Beatrice Brailsford,
Nuclear Program Director

For forty years, the Snake River Alliance has fought against nuclear weapons and power projects, particularly those that would harm Idaho and spread nuclear contamination above the Snake River Aquifer. But we’ve always been mindful that all nuclear projects pose far-reaching peril. Last summer we waged a successful campaign – Don’t Waste  Idaho – to stop the plan to ship plutonium-laden nuclear weapons waste from Hanford, WA, to the Idaho National Laboratory. Now we’re going to Stop the Dirty Dozen – a proposal to build a 12-nuclear reactor power plants in eastern Idaho.

Nuclear power costs too much money and takes too much time to be an effective counter to climate change, particularly when matched up against renewable energy sources such as wind and solar.

The nuclear industry is dying at an accelerating rate, but the federal government wants to ignore market forces and save it. The Department of Energy (DOE) is pouring money into a slate of last gasp efforts at the Idaho National Laboratory (INL). The early stages of the Dirty Dozen proposal, the twelve nuclear power reactors at INL, have already cost federal taxpayers hundreds of millions of dollars.

The Dirty Dozen’s proposed reactors would be part of the new “small modular” category, all of which are supposed to produce less than 300 megawatts of electricity, though none have ever come on line.

Big Southern Butte, near INL – Idaho
Courtesy of US Department of State

The country’s earliest scheduled “small modular” reactor construction comes from the Utah Associated Municipal Power Systems, a political subdivision of the State of Utah. The Utah proposal is based on plans to build a dozen “small modular” NuScale-designed reactors totaling 720 megawatts on the federal land at INL.

To be clear, the Dirty Dozen nuclear power plant is not small! At 720 MW, it would be the largest power plant in Idaho and would produce more electricity annually than the entire Hells Canyon complex (the dams at Hells Canyon, Oxbow, and Brownlee combined).

The whole array is scheduled to be on line by 2027. But that won’t happen without billions more in direct payments and subsidies.  The Utah group expects taxpayers to cover at least 50% of the construction costs, now pegged at $4.2 billion.

But even with taxpayer funding for construction, the electricity from these reactors is too expensive, compared with solar and wind. The Utah group has only been able to convince its own member utilities to sign up for 124 MW of the expensive nuclear electricity, meaning the electricity from only two of the 12 planned modules. As a result, the federal government plans to buy the remaining power – with our taxpayer money.
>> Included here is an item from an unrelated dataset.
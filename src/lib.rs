pub mod config;
pub mod error;
pub mod telemetry;
pub mod tracker;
Currently federal agencies are only allowed to sign 10-year contracts for power. Now, as the costs of renewable power and battery storage continue to fall, Congress wants to abandon that rule. Federal agencies might have to sign contracts that lock them into paying the Utah group inflated nuclear costs for the next 40 years. The group is already eyeing 11 DOE and Department of Defense sites in the west. Who pays the Pentagon’s power bill? We do.
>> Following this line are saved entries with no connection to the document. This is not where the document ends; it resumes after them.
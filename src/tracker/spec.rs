use crate::tracker::domain::{
    parse_date, AggregationMethod, CalculationMode, MandatoryQualify, PeriodSpec,
};
use crate::tracker::normalizer::scalar_key;
use crate::tracker::products::ProductData;
use chrono::NaiveDate;
use serde::Deserialize;
use serde_json::Value;
use std::collections::{BTreeMap, BTreeSet};

#[derive(Debug, thiserror::Error)]
pub enum ConfigViolation {
    #[error("basePeriods must contain one or two entries, got {0}")]
    BasePeriodCount(usize),
    #[error("base period runs backwards: {from} is after {to}")]
    BackwardsPeriod { from: NaiveDate, to: NaiveDate },
    #[error("unknown aggregation method `{0}`")]
    UnknownMethod(String),
    #[error("unknown calculation mode `{0}`")]
    UnknownMode(String),
    #[error("field `{field}` holds unparseable date `{value}`")]
    UnparseableDate { field: &'static str, value: String },
    #[error("malformed configuration document: {0}")]
    Malformed(#[from] serde_json::Error),
}

/// Declarative description of one scheme: the main scheme plus any number of
/// companion additional schemes sharing the main scheme's base windows.
#[derive(Debug, Clone)]
pub struct SchemeSpec {
    pub title: String,
    pub mandatory_qualify: MandatoryQualify,
    pub product_data: ProductData,
    pub selected_credit_accounts: BTreeSet<String>,
    pub selected_states: BTreeSet<String>,
    pub additional: Vec<AdditionalScheme>,
}

#[derive(Debug, Clone)]
pub struct AdditionalScheme {
    pub name: String,
    pub mandatory_qualify: MandatoryQualify,
    pub mode: CalculationMode,
    pub product_data: ProductData,
}

impl SchemeSpec {
    pub fn from_json(document: &str) -> Result<Self, ConfigViolation> {
        let raw: RawSchemeDocument = serde_json::from_str(document)?;
        Ok(Self::from_raw(raw))
    }

    pub fn from_value(document: Value) -> Result<Self, ConfigViolation> {
        let raw: RawSchemeDocument = serde_json::from_value(document)?;
        Ok(Self::from_raw(raw))
    }

    fn from_raw(raw: RawSchemeDocument) -> Self {
        let additional = raw
            .additional_schemes
            .into_iter()
            .enumerate()
            .map(|(index, scheme)| {
                let name = scheme
                    .scheme_title
                    .filter(|title| !title.trim().is_empty())
                    .or_else(|| {
                        scheme
                            .scheme_number
                            .as_ref()
                            .and_then(scalar_key)
                            .map(|number| format!("Additional Scheme {number}"))
                    })
                    .unwrap_or_else(|| format!("Additional Scheme {}", index + 1));

                AdditionalScheme {
                    name,
                    mandatory_qualify: MandatoryQualify::parse(
                        scheme.mandatory_qualify.as_deref(),
                    ),
                    mode: scheme
                        .volume_value_based
                        .as_deref()
                        .and_then(CalculationMode::parse)
                        .unwrap_or(CalculationMode::Volume),
                    product_data: coerce_product_data(scheme.product_data),
                }
            })
            .collect();

        Self {
            title: raw
                .basic_info
                .scheme_title
                .filter(|title| !title.trim().is_empty())
                .unwrap_or_else(|| "Untitled Scheme".to_string()),
            mandatory_qualify: MandatoryQualify::parse(
                raw.main_scheme.mandatory_qualify.as_deref(),
            ),
            product_data: coerce_product_data(raw.main_scheme.product_data),
            selected_credit_accounts: coerce_key_set(
                raw.main_scheme.scheme_applicable.selected_credit_accounts,
            ),
            selected_states: coerce_key_set(raw.main_scheme.scheme_applicable.selected_states),
            additional,
        }
    }
}

/// Per-run window and mode configuration supplied alongside the scheme.
#[derive(Debug, Clone)]
pub struct RunConfig {
    pub scheme_id: String,
    pub scheme_from: NaiveDate,
    pub scheme_to: NaiveDate,
    pub calculation_mode: CalculationMode,
    pub base_periods: Vec<PeriodSpec>,
}

impl RunConfig {
    pub fn from_json(document: &str) -> Result<Self, ConfigViolation> {
        let raw: RawRunConfig = serde_json::from_str(document)?;

        let scheme_from = parse_config_date("schemeFrom", &raw.scheme_from)?;
        let scheme_to = parse_config_date("schemeTo", &raw.scheme_to)?;
        let calculation_mode = CalculationMode::parse(&raw.calculation_mode)
            .ok_or_else(|| ConfigViolation::UnknownMode(raw.calculation_mode.clone()))?;

        let base_periods = raw
            .base_periods
            .iter()
            .map(|period| {
                let from_date = parse_config_date("fromDate", &period.from_date)?;
                let to_date = parse_config_date("toDate", &period.to_date)?;
                let method = AggregationMethod::parse(&period.method)
                    .ok_or_else(|| ConfigViolation::UnknownMethod(period.method.clone()))?;
                Ok(PeriodSpec {
                    from_date,
                    to_date,
                    method,
                })
            })
            .collect::<Result<Vec<_>, ConfigViolation>>()?;

        let config = Self {
            scheme_id: raw
                .scheme_id
                .as_ref()
                .and_then(scalar_key)
                .unwrap_or_default(),
            scheme_from,
            scheme_to,
            calculation_mode,
            base_periods,
        };
        config.ensure_valid()?;
        Ok(config)
    }

    /// Revalidates the window set; engine entry points call this so that a
    /// hand-built config cannot bypass the parse-time checks.
    pub fn ensure_valid(&self) -> Result<(), ConfigViolation> {
        let count = self.base_periods.len();
        if count == 0 || count > 2 {
            return Err(ConfigViolation::BasePeriodCount(count));
        }
        for period in &self.base_periods {
            if period.from_date > period.to_date {
                return Err(ConfigViolation::BackwardsPeriod {
                    from: period.from_date,
                    to: period.to_date,
                });
            }
        }
        Ok(())
    }
}

fn parse_config_date(field: &'static str, value: &str) -> Result<NaiveDate, ConfigViolation> {
    parse_date(value).ok_or_else(|| ConfigViolation::UnparseableDate {
        field,
        value: value.to_string(),
    })
}

fn coerce_product_data(raw: BTreeMap<String, Vec<Value>>) -> ProductData {
    let buckets = raw
        .into_iter()
        .map(|(bucket, materials)| {
            let materials = materials.iter().filter_map(scalar_key).collect();
            (bucket, materials)
        })
        .collect();
    ProductData::new(buckets)
}

fn coerce_key_set(raw: Vec<Value>) -> BTreeSet<String> {
    raw.iter().filter_map(scalar_key).collect()
}

#[derive(Debug, Default, Deserialize)]
#[serde(rename_all = "camelCase")]
struct RawSchemeDocument {
    #[serde(default)]
    basic_info: RawBasicInfo,
    #[serde(default)]
    main_scheme: RawMainScheme,
    #[serde(default)]
    additional_schemes: Vec<RawAdditionalScheme>,
}

#[derive(Debug, Default, Deserialize)]
#[serde(rename_all = "camelCase")]
struct RawBasicInfo {
    #[serde(default)]
    scheme_title: Option<String>,
}

#[derive(Debug, Default, Deserialize)]
#[serde(rename_all = "camelCase")]
struct RawMainScheme {
    #[serde(default)]
    mandatory_qualify: Option<String>,
    #[serde(default)]
    product_data: BTreeMap<String, Vec<Value>>,
    #[serde(default)]
    scheme_applicable: RawApplicable,
}

#[derive(Debug, Default, Deserialize)]
#[serde(rename_all = "camelCase")]
struct RawApplicable {
    #[serde(default)]
    selected_credit_accounts: Vec<Value>,
    #[serde(default)]
    selected_states: Vec<Value>,
}

#[derive(Debug, Default, Deserialize)]
#[serde(rename_all = "camelCase")]
struct RawAdditionalScheme {
    #[serde(default)]
    scheme_number: Option<Value>,
    #[serde(default)]
    scheme_title: Option<String>,
    #[serde(default)]
    mandatory_qualify: Option<String>,
    #[serde(default)]
    volume_value_based: Option<String>,
    #[serde(default)]
    product_data: BTreeMap<String, Vec<Value>>,
}

#[derive(Debug, Deserialize)]
#[serde(rename_all = "camelCase")]
struct RawRunConfig {
    #[serde(default)]
    scheme_id: Option<Value>,
    scheme_from: String,
    scheme_to: String,
    calculation_mode: String,
    base_periods: Vec<RawPeriod>,
}

#[derive(Debug, Deserialize)]
#[serde(rename_all = "camelCase")]
struct RawPeriod {
    from_date: String,
    to_date: String,
    method: String,
}

#[cfg(test)]
mod tests {
    use super::*;

    const SCHEME_DOC: &str = r#"{
        "basicInfo": { "schemeTitle": "Festive Push 2024" },
        "mainScheme": {
            "mandatoryQualify": "Yes",
            "productData": { "grps": ["m1", "m2"], "mysteryBucket": ["m9"] },
            "schemeApplicable": {
                "selectedCreditAccounts": [936878, "100200"],
                "selectedStates": ["KA", "TN"]
            }
        },
        "additionalSchemes": [
            {
                "schemeNumber": 1,
                "mandatoryQualify": "no",
                "volumeValueBased": "value",
                "productData": { "skus": ["m3"] }
            },
            {
                "schemeTitle": "Thinner Focus",
                "productData": {}
            }
        ],
        "unknownEnvelopeField": true
    }"#;

    #[test]
    fn parses_the_scheme_envelope() {
        let spec = SchemeSpec::from_json(SCHEME_DOC).expect("scheme parses");
        assert_eq!(spec.title, "Festive Push 2024");
        assert_eq!(spec.mandatory_qualify, MandatoryQualify::Yes);
        assert!(spec.selected_credit_accounts.contains("936878"));
        assert!(spec.selected_credit_accounts.contains("100200"));
        assert_eq!(spec.selected_states.len(), 2);

        let materials = spec.product_data.material_set();
        assert!(materials.contains("m1") && materials.contains("m2"));
        assert!(!materials.contains("m9"));

        assert_eq!(spec.additional.len(), 2);
        assert_eq!(spec.additional[0].name, "Additional Scheme 1");
        assert_eq!(spec.additional[0].mode, CalculationMode::Value);
        assert_eq!(spec.additional[1].name, "Thinner Focus");
        assert_eq!(spec.additional[1].mode, CalculationMode::Volume);
        assert!(spec.additional[1].product_data.material_set().is_empty());
    }

    #[test]
    fn missing_optional_envelope_parts_default() {
        let spec = SchemeSpec::from_json("{}").expect("empty envelope parses");
        assert_eq!(spec.title, "Untitled Scheme");
        assert_eq!(spec.mandatory_qualify, MandatoryQualify::No);
        assert!(spec.selected_credit_accounts.is_empty());
        assert!(spec.additional.is_empty());
    }

    #[test]
    fn parses_a_run_config() {
        let config = RunConfig::from_json(
            r#"{
                "schemeId": 4401,
                "schemeFrom": "2024-05-01",
                "schemeTo": "2024-06-30",
                "calculationMode": "volume",
                "basePeriods": [
                    { "fromDate": "2024-01-01", "toDate": "2024-02-29", "method": "sum" },
                    { "fromDate": "2024-03-01", "toDate": "2024-04-30", "method": "average" }
                ]
            }"#,
        )
        .expect("run config parses");

        assert_eq!(config.scheme_id, "4401");
        assert_eq!(config.calculation_mode, CalculationMode::Volume);
        assert_eq!(config.base_periods.len(), 2);
        assert_eq!(config.base_periods[1].method, AggregationMethod::Average);
    }

    #[test]
    fn rejects_bad_base_period_counts() {
        let config = RunConfig {
            scheme_id: "1".to_string(),
            scheme_from: NaiveDate::from_ymd_opt(2024, 5, 1).unwrap(),
            scheme_to: NaiveDate::from_ymd_opt(2024, 6, 30).unwrap(),
            calculation_mode: CalculationMode::Volume,
            base_periods: Vec::new(),
        };
        match config.ensure_valid() {
            Err(ConfigViolation::BasePeriodCount(0)) => {}
            other => panic!("expected count violation, got {other:?}"),
        }
    }

    #[test]
    fn rejects_backwards_periods_and_unknown_methods() {
        let backwards = RunConfig::from_json(
            r#"{
                "schemeFrom": "2024-05-01", "schemeTo": "2024-06-30",
                "calculationMode": "volume",
                "basePeriods": [
                    { "fromDate": "2024-02-01", "toDate": "2024-01-01", "method": "sum" }
                ]
            }"#,
        );
        assert!(matches!(
            backwards,
            Err(ConfigViolation::BackwardsPeriod { .. })
        ));

        let unknown = RunConfig::from_json(
            r#"{
                "schemeFrom": "2024-05-01", "schemeTo": "2024-06-30",
                "calculationMode": "volume",
                "basePeriods": [
                    { "fromDate": "2024-01-01", "toDate": "2024-02-01", "method": "median" }
                ]
            }"#,
        );
        match unknown {
            Err(ConfigViolation::UnknownMethod(method)) => assert_eq!(method, "median"),
            other => panic!("expected unknown method, got {other:?}"),
        }
    }
}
Here’s how the nuclear power bailout would play out in Idaho. INL has already put dibs on two of the new nuclear modules, which together would produce 120 MW – more than four times as much electricity as INL uses in an average year. One module would be for research and the other for electricity. The power that could be generated by the Dirty Dozen reactors will cost more than INL currently pays. What will INL be doing with our money?

Courtesy of Zable, Dunston & Civil – “the Nuclear Posters”
 

It’s not just money. There are steep environmental costs as well. The Dirty Dozen nuclear reactors would use 40% more enriched uranium fuel than regular reactors to produce a megawatt of electricity. That means the reactors would produce more intensely radioactive spent fuel for which there is no final repository. And the waste would stay in Idaho!

Finally, nuclear power is a water hog. It uses more water than any other electricity source. The proposed reactors might consume as much as 21,000 acre feet of water every year. In response to concerns about the massive water consumption, the Utah group is now switching gears and saying it might go to “dry cooling” and cut its use to 2,000 acre feet per year. No domestic nuclear power reactor uses dry cooling technology. It adds to nuclear power’s risks, inefficiency, and expense.

With your help, the Snake River Alliance will Stop the Dirty Dozen!